Summary of Facts and Submissions

I. The appeal is directed against the decision of the Receiving Section posted on 24 September 2007 refusing the request that the European patent application No. 06111681.0 be treated as a divisional application. The decision of the Receiving Section was based on the ground that at the date when the present divisional application was filed (24 March 2006) the earlier application No. 01113197 (hereinafter "the parent application") was no longer pending.

II. The relevant procedural events in the parent application can be summarized as follows:

(a) The parent application was filed on 12 July 1996 as a divisional application to European Patent application 96111292.7.

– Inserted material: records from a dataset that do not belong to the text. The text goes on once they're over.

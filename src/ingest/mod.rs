//! # Ingestion Loop
//!
//! Owns the serial connection lifecycle and drives the telemetry pipeline.
//!
//! This module handles:
//! - The connection state machine (`Open` / `Closed` / `Reconnecting`)
//! - Bounded-latency polling reads off the serial port
//! - Reconnecting with capped exponential backoff after link faults
//! - Parsing, converting, and publishing accepted frames to the hub
//!
//! Failure semantics: malformed frames are dropped with a diagnostic, I/O
//! faults close the port and trigger reconnection, and nothing here is
//! fatal — the loop's only exit is the hub's shutdown signal, checked
//! every iteration so cancellation latency stays within one poll interval.

pub mod framer;

pub use framer::LineFramer;

use std::sync::Arc;
use std::time::Duration;

use tokio::time::{sleep, timeout};
use tracing::{debug, info, warn};

use crate::frame::{parse_line, FrameSchema, TelemetrySample};
use crate::hub::TelemetryHub;
use crate::serial::{PortConnector, TelemetryPort};

/// Lifecycle of the serial handle, mutated only by the ingest loop
#[derive(Debug, Clone, Copy, PartialEq, Eq)]
pub enum ConnectionState {
    /// Port open, frames flowing
    Open,
    /// Port lost; waiting out the retry backoff
    Closed,
    /// A reopen attempt is in flight
    Reconnecting,
}

/// Timing and conversion parameters for the ingest loop
#[derive(Debug, Clone)]
pub struct IngestSettings {
    /// Poll interval bounding read and cancellation latency
    pub poll_interval: Duration,
    /// First retry delay after a link fault
    pub reconnect_initial: Duration,
    /// Backoff ceiling (delay doubles up to this)
    pub reconnect_max: Duration,
    /// Sea-level reference pressure for altimetry (Pa)
    pub reference_pressure_pa: f64,
    /// Ground-station reference position for tilt (deg)
    pub reference_latitude: f64,
    pub reference_longitude: f64,
}

impl Default for IngestSettings {
    fn default() -> Self {
        Self {
            poll_interval: Duration::from_millis(10),
            reconnect_initial: Duration::from_millis(500),
            reconnect_max: Duration::from_millis(8_000),
            reference_pressure_pa: crate::units::DEFAULT_REFERENCE_PRESSURE_PA,
            reference_latitude: 69.2960,
            reference_longitude: 16.0289,
        }
    }
}

/// Number of accepted frames between status log messages
const LOG_INTERVAL_FRAMES: u64 = 100;

/// The telemetry ingestion state machine
///
/// Runs as one tokio task until the hub signals shutdown. Owns the port
/// exclusively; the rest of the process sees telemetry only through the
/// hub's snapshot queries.
pub struct IngestLoop {
    connector: Box<dyn PortConnector>,
    hub: Arc<TelemetryHub>,
    schema: FrameSchema,
    settings: IngestSettings,
}

impl IngestLoop {
    pub fn new(
        connector: Box<dyn PortConnector>,
        hub: Arc<TelemetryHub>,
        schema: FrameSchema,
        settings: IngestSettings,
    ) -> Self {
        Self {
            connector,
            hub,
            schema,
            settings,
        }
    }

    /// Run until the hub's shutdown signal fires
    ///
    /// Poll cycle: reconnect if the port is down, otherwise read whatever
    /// bytes are available within one poll interval and push every
    /// completed line through the pipeline. Read faults close the port and
    /// fall back to the reconnect path; they never propagate.
    pub async fn run(mut self) {
        let mut shutdown = self.hub.shutdown_signal();
        let mut port: Option<Box<dyn TelemetryPort>> = None;
        let mut framer = LineFramer::new();
        let mut backoff = self.settings.reconnect_initial;
        let mut buf = vec![0u8; 1024];
        let mut last_status = 0u64;

        loop {
            if *shutdown.borrow() {
                break;
            }

            let Some(active) = port.as_mut() else {
                self.hub.set_connection_state(ConnectionState::Reconnecting);
                match self.connector.connect().await {
                    Ok(p) => {
                        port = Some(p);
                        framer.clear();
                        backoff = self.settings.reconnect_initial;
                        self.hub.set_connection_state(ConnectionState::Open);
                        info!("telemetry link open");
                    }
                    Err(e) => {
                        self.hub.set_connection_state(ConnectionState::Closed);
                        debug!("connect failed: {}; retrying in {:?}", e, backoff);
                        tokio::select! {
                            _ = sleep(backoff) => {}
                            _ = shutdown.changed() => {}
                        }
                        backoff = (backoff * 2).min(self.settings.reconnect_max);
                    }
                }
                continue;
            };

            match timeout(self.settings.poll_interval, active.read(&mut buf)).await {
                // Quiet line this poll window; loop back to the shutdown check
                Err(_elapsed) => {}
                Ok(Ok(0)) => {
                    warn!("telemetry link closed by device");
                    port = None;
                    self.hub.set_connection_state(ConnectionState::Closed);
                }
                Ok(Ok(n)) => {
                    for line in framer.push(&buf[..n]) {
                        self.handle_line(&line);
                    }

                    let accepted = self.hub.stats().accepted;
                    if accepted - last_status >= LOG_INTERVAL_FRAMES {
                        let stats = self.hub.stats();
                        info!(
                            "ingested {} frames ({} rejected, {} logged)",
                            stats.accepted, stats.rejected, stats.logged
                        );
                        last_status = accepted;
                    }
                }
                Ok(Err(e)) => {
                    warn!("telemetry read error: {}", e);
                    port = None;
                    self.hub.set_connection_state(ConnectionState::Closed);
                }
            }
        }

        let stats = self.hub.stats();
        info!(
            "ingest loop stopped: {} accepted, {} rejected, {} logged",
            stats.accepted, stats.rejected, stats.logged
        );
    }

    /// Parse, convert, and publish one raw line
    ///
    /// Drops the frame on parse or domain failure; no partial sample ever
    /// reaches the hub.
    fn handle_line(&self, line: &str) {
        let frame = match parse_line(line, &self.schema) {
            Ok(frame) => frame,
            Err(e) => {
                debug!("dropped frame: {}", e);
                self.hub.record_rejected();
                return;
            }
        };

        let sample = match TelemetrySample::from_frame(
            &frame,
            &self.schema,
            self.settings.reference_pressure_pa,
            self.settings.reference_latitude,
            self.settings.reference_longitude,
        ) {
            Ok(sample) => sample,
            Err(e) => {
                debug!("dropped frame: {}", e);
                self.hub.record_rejected();
                return;
            }
        };

        self.hub.accept(&sample, &frame);
    }
}

#[cfg(test)]
mod tests {
    use super::*;
    use crate::serial::port_trait::mocks::{MockConnector, ReadStep};
    use crate::store::Channel;
    use std::io;

    const LINE_A: &str = "12.5,58,14:06:14,23.0,69.2960,16.0289,101036,10000,45.0,477,42.0,-70\r";
    const LINE_B: &str = "13.0,59,14:06:15,24.1,69.2961,16.0290,101020,9980,45.1,476,42.0,-71\r";

    fn test_settings() -> IngestSettings {
        IngestSettings {
            poll_interval: Duration::from_millis(5),
            reconnect_initial: Duration::from_millis(1),
            reconnect_max: Duration::from_millis(4),
            ..IngestSettings::default()
        }
    }

    fn test_hub() -> Arc<TelemetryHub> {
        Arc::new(TelemetryHub::new(
            None,
            FrameSchema::new().unwrap().header_line(),
        ))
    }

    fn spawn_loop(hub: &Arc<TelemetryHub>, connector: MockConnector) -> tokio::task::JoinHandle<()> {
        let ingest = IngestLoop::new(
            Box::new(connector),
            Arc::clone(hub),
            FrameSchema::new().unwrap(),
            test_settings(),
        );
        tokio::spawn(ingest.run())
    }

    async fn wait_for_accepted(hub: &TelemetryHub, count: u64) {
        timeout(Duration::from_secs(5), async {
            while hub.stats().accepted < count {
                sleep(Duration::from_millis(2)).await;
            }
        })
        .await
        .expect("timed out waiting for frames");
    }

    #[tokio::test]
    async fn test_valid_frames_flow_into_the_hub() {
        let hub = test_hub();
        let connector = MockConnector::new(vec![Ok(vec![
            ReadStep::Data(LINE_A.as_bytes().to_vec()),
            ReadStep::Data(LINE_B.as_bytes().to_vec()),
        ])]);

        assert_eq!(hub.connection_state(), ConnectionState::Closed);

        let task = spawn_loop(&hub, connector);
        wait_for_accepted(&hub, 2).await;
        // Frames arrived, so the loop has reported the link open
        assert_eq!(hub.connection_state(), ConnectionState::Open);
        hub.request_shutdown();
        task.await.unwrap();

        assert_eq!(hub.stats().accepted, 2);
        assert_eq!(hub.snapshot(Channel::Pressure), vec![101_036.0, 101_020.0]);
        assert_eq!(hub.latest_sample().unwrap().sequence_id, 59);
    }

    #[tokio::test]
    async fn test_malformed_frame_is_dropped_without_side_effects() {
        let hub = test_hub();
        let connector = MockConnector::new(vec![Ok(vec![
            ReadStep::Data(b"1,2,3\r".to_vec()),
            ReadStep::Data(LINE_A.as_bytes().to_vec()),
        ])]);

        let task = spawn_loop(&hub, connector);
        wait_for_accepted(&hub, 1).await;
        hub.request_shutdown();
        task.await.unwrap();

        let stats = hub.stats();
        assert_eq!(stats.accepted, 1);
        assert_eq!(stats.rejected, 1);
        assert_eq!(stats.logged, 0);
        // Only the valid frame reached the rolling store
        assert_eq!(hub.snapshot(Channel::Pressure).len(), 1);
    }

    #[tokio::test]
    async fn test_read_fault_reconnects_without_losing_frames() {
        let hub = test_hub();
        // First port delivers one frame then faults; the reconnect attempt
        // fails once; the third port delivers the second frame.
        let connector = MockConnector::new(vec![
            Ok(vec![
                ReadStep::Data(LINE_A.as_bytes().to_vec()),
                ReadStep::Error(io::ErrorKind::BrokenPipe),
            ]),
            Err(()),
            Ok(vec![ReadStep::Data(LINE_B.as_bytes().to_vec())]),
        ]);
        let attempts = Arc::clone(&connector.attempts);

        let task = spawn_loop(&hub, connector);
        wait_for_accepted(&hub, 2).await;
        hub.request_shutdown();
        task.await.unwrap();

        // No frame lost or duplicated across the fault
        assert_eq!(hub.stats().accepted, 2);
        assert_eq!(hub.snapshot(Channel::Pressure), vec![101_036.0, 101_020.0]);
        // Initial open + failed retry + successful retry
        assert_eq!(*attempts.lock().unwrap(), 3);
    }

    #[tokio::test]
    async fn test_device_eof_is_treated_as_a_fault() {
        let hub = test_hub();
        let connector = MockConnector::new(vec![
            Ok(vec![
                ReadStep::Data(LINE_A.as_bytes().to_vec()),
                ReadStep::Eof,
            ]),
            Ok(vec![ReadStep::Data(LINE_B.as_bytes().to_vec())]),
        ]);

        let task = spawn_loop(&hub, connector);
        wait_for_accepted(&hub, 2).await;
        hub.request_shutdown();
        task.await.unwrap();

        assert_eq!(hub.stats().accepted, 2);
    }

    #[tokio::test]
    async fn test_frame_split_across_reads_still_parses() {
        let (head, tail) = LINE_A.as_bytes().split_at(30);
        let hub = test_hub();
        let connector = MockConnector::new(vec![Ok(vec![
            ReadStep::Data(head.to_vec()),
            ReadStep::Data(tail.to_vec()),
        ])]);

        let task = spawn_loop(&hub, connector);
        wait_for_accepted(&hub, 1).await;
        hub.request_shutdown();
        task.await.unwrap();

        assert_eq!(hub.stats().accepted, 1);
        assert_eq!(hub.stats().rejected, 0);
    }

    #[tokio::test]
    async fn test_shutdown_exits_while_disconnected() {
        let hub = test_hub();
        // Every connect attempt fails; the loop must still honor shutdown
        let connector = MockConnector::new(vec![]);

        let task = spawn_loop(&hub, connector);
        sleep(Duration::from_millis(10)).await;
        hub.request_shutdown();
        timeout(Duration::from_secs(1), task)
            .await
            .expect("loop must exit on shutdown")
            .unwrap();
    }
}
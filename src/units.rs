//! # Unit Converters
//!
//! Pure conversions from raw sensor readings to physical quantities.
//!
//! This module handles:
//! - NTC thermistor resistance to temperature (Steinhart–Hart)
//! - Barometric pressure to altitude (log-ratio model)
//! - Payload tilt angle from GPS position and altitude
//!
//! All functions are stateless and safe to call from any thread. Inputs
//! outside the physical domain return [`CansatLinkError::Domain`].

use crate::error::{CansatLinkError, Result};

/// Steinhart–Hart material constants for the flight NTC thermistor
pub const STEINHART_A: f64 = 3.354016e-3;
pub const STEINHART_B: f64 = 2.569850e-4;
pub const STEINHART_C: f64 = 2.620131e-6;
pub const STEINHART_D: f64 = 6.383091e-8;

/// Reference resistance of the NTC at 25 °C (Ω)
pub const NTC_REFERENCE_OHMS: f64 = 10_000.0;

/// Sea-level reference pressure measured at the launch site (Pa)
///
/// The 1976 standard atmosphere value is 101 325 Pa; the flight campaign
/// recorded 101 036 Pa at launch, and the offline analysis uses that. It
/// can be overridden through `[altimetry] reference_pressure_pa`.
pub const DEFAULT_REFERENCE_PRESSURE_PA: f64 = 101_036.0;

/// Universal gas constant (J/(mol·K))
pub const GAS_CONSTANT: f64 = 8.3144598;

/// Molar mass of dry air (kg/mol)
pub const MOLAR_MASS_AIR: f64 = 0.02896968;

/// Standard gravity (m/s²)
pub const STANDARD_GRAVITY: f64 = 9.80665;

/// Mean Earth radius for great-circle distance (m)
pub const EARTH_RADIUS_M: f64 = 6_371_000.0;

/// Convert NTC thermistor resistance to temperature
///
/// Applies the Steinhart–Hart polynomial on `ln(r / 10kΩ)`:
/// `T = 1 / (A + B·x + C·x² + D·x³) − 273.15`.
///
/// # Arguments
///
/// * `resistance_ohms` - Measured thermistor resistance in ohms
///
/// # Returns
///
/// * `Result<f64>` - Temperature in °C
///
/// # Errors
///
/// Returns `Domain` error if the resistance is not a positive finite
/// number (the logarithm is undefined).
pub fn thermistor_to_celsius(resistance_ohms: f64) -> Result<f64> {
    if !resistance_ohms.is_finite() || resistance_ohms <= 0.0 {
        return Err(CansatLinkError::Domain(format!(
            "thermistor resistance must be positive, got {} Ω",
            resistance_ohms
        )));
    }

    let log_r = (resistance_ohms / NTC_REFERENCE_OHMS).ln();
    let kelvin = 1.0
        / (STEINHART_A
            + STEINHART_B * log_r
            + STEINHART_C * log_r * log_r
            + STEINHART_D * log_r * log_r * log_r);

    Ok(kelvin - 273.15)
}

/// Convert barometric pressure to altitude above the reference level
///
/// Uses the log-ratio form of the barometric formula:
/// `z = ln(P / P0) · R · T / (−M · g)` with the external temperature in
/// kelvin. Pressure equal to the reference maps to 0 m; lower pressure
/// maps to higher altitude.
///
/// # Arguments
///
/// * `pressure_pa` - Measured static pressure in pascals
/// * `external_temp_c` - External air temperature in °C
/// * `reference_pa` - Sea-level reference pressure in pascals
///
/// # Returns
///
/// * `Result<f64>` - Altitude in metres
///
/// # Errors
///
/// Returns `Domain` error if the pressure is not a positive finite number.
pub fn pressure_to_altitude(pressure_pa: f64, external_temp_c: f64, reference_pa: f64) -> Result<f64> {
    if !pressure_pa.is_finite() || pressure_pa <= 0.0 {
        return Err(CansatLinkError::Domain(format!(
            "pressure must be positive, got {} Pa",
            pressure_pa
        )));
    }

    let temp_k = external_temp_c + 273.15;
    let altitude = (pressure_pa / reference_pa).ln() * GAS_CONSTANT * temp_k
        / (-MOLAR_MASS_AIR * STANDARD_GRAVITY);

    Ok(altitude)
}

/// Great-circle surface distance between two positions (haversine)
///
/// # Arguments
///
/// * `lat1`, `lng1` - First position in degrees
/// * `lat2`, `lng2` - Second position in degrees
///
/// # Returns
///
/// * `f64` - Surface distance in metres
pub fn haversine_distance(lat1: f64, lng1: f64, lat2: f64, lng2: f64) -> f64 {
    let d_lat = (lat2 - lat1).to_radians();
    let d_lng = (lng2 - lng1).to_radians();

    let a = (d_lat / 2.0).sin().powi(2)
        + lat1.to_radians().cos() * lat2.to_radians().cos() * (d_lng / 2.0).sin().powi(2);
    let c = 2.0 * a.sqrt().atan2((1.0 - a).sqrt());

    EARTH_RADIUS_M * c
}

/// Tilt angle of the payload as seen from the ground-station reference
///
/// Computes the haversine surface distance from the reference position to
/// the payload's ground track, then `atan2(altitude, distance)` in degrees.
/// A payload directly overhead approaches 90°; a payload on the ground at
/// the reference position is defined as 0° (`atan2(0, 0)` is 0).
///
/// # Arguments
///
/// * `altitude_m` - Payload altitude in metres
/// * `lat`, `lng` - Payload position in degrees
/// * `ref_lat`, `ref_lng` - Ground-station reference position in degrees
///
/// # Returns
///
/// * `f64` - Tilt angle in degrees
pub fn tilt_from_position(altitude_m: f64, lat: f64, lng: f64, ref_lat: f64, ref_lng: f64) -> f64 {
    let surface_distance = haversine_distance(lat, lng, ref_lat, ref_lng);
    altitude_m.atan2(surface_distance).to_degrees()
}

(b) On 26 January 2006 a decision to grant a patent on the basis of the supporting documents which had been indicated in the communication pursuant to Rule 51(4) EPC 1973 was issued. The mention of the decision to grant in the European Patent Bulletin was scheduled for 8 March 2006.

(c) On 3 February 2006 a request for correction of the wording of claim 1 on the ground of an obvious mistake according to Rule 89 EPC was filed. The corrected German and French versions of claim 1 were enclosed. Furthermore, it was requested that the forthcoming publication of the mention of the grant be based on the corrected version of claim 1.

(d) On 7 February 2006 the first examiner amended Part 3 of the existing EPO Form 2035 ("Form 2035.3") to record the way that claim 1 as corrected by the letter of 3 February 2006 was to be published. The examiner signed this amended sheet. The sheet was then inserted in the file but not sent to the applicant, who was not aware of it until later.

(e) On 8 March 2006 the European Patent Bulletin mentioned the grant of the patent. The pertinent European patent specification which was published by the European Patent Office on the same day contained the amended wording of claim 1 as submitted by the patentee with the letter dated 3 February 2006.

(f) On 23 March 2006 the appellant filed an appeal against the decision to grant dated 26 January 2006 and paid the appeal fee on the same date. Referring to Legal Advice No. 17/90 (OJ 1990, 260) according to which the decision to grant determines the text of the patent, the appellant requested that the decision to grant dated 26 January 2006 be corrected as requested with letter of 3 February 2006 because this decision still referred to the uncorrected text of claim 1.

(g) On 12 June 2006 the Examining Division in the composition of a chairman, primary and second examiner signed, in Part III of EPO Form 2701 under the heading "Appeal against the decision of the Examining Division", a direction to the formalities officer stating that:

- the appeal against the decision of the Examining Division was allowable and well founded;

- the decision under appeal was rectified according to Article 109(1) EPC, and Form 2710 should be dispatched; and

- reimbursement of the appeal fee was ordered.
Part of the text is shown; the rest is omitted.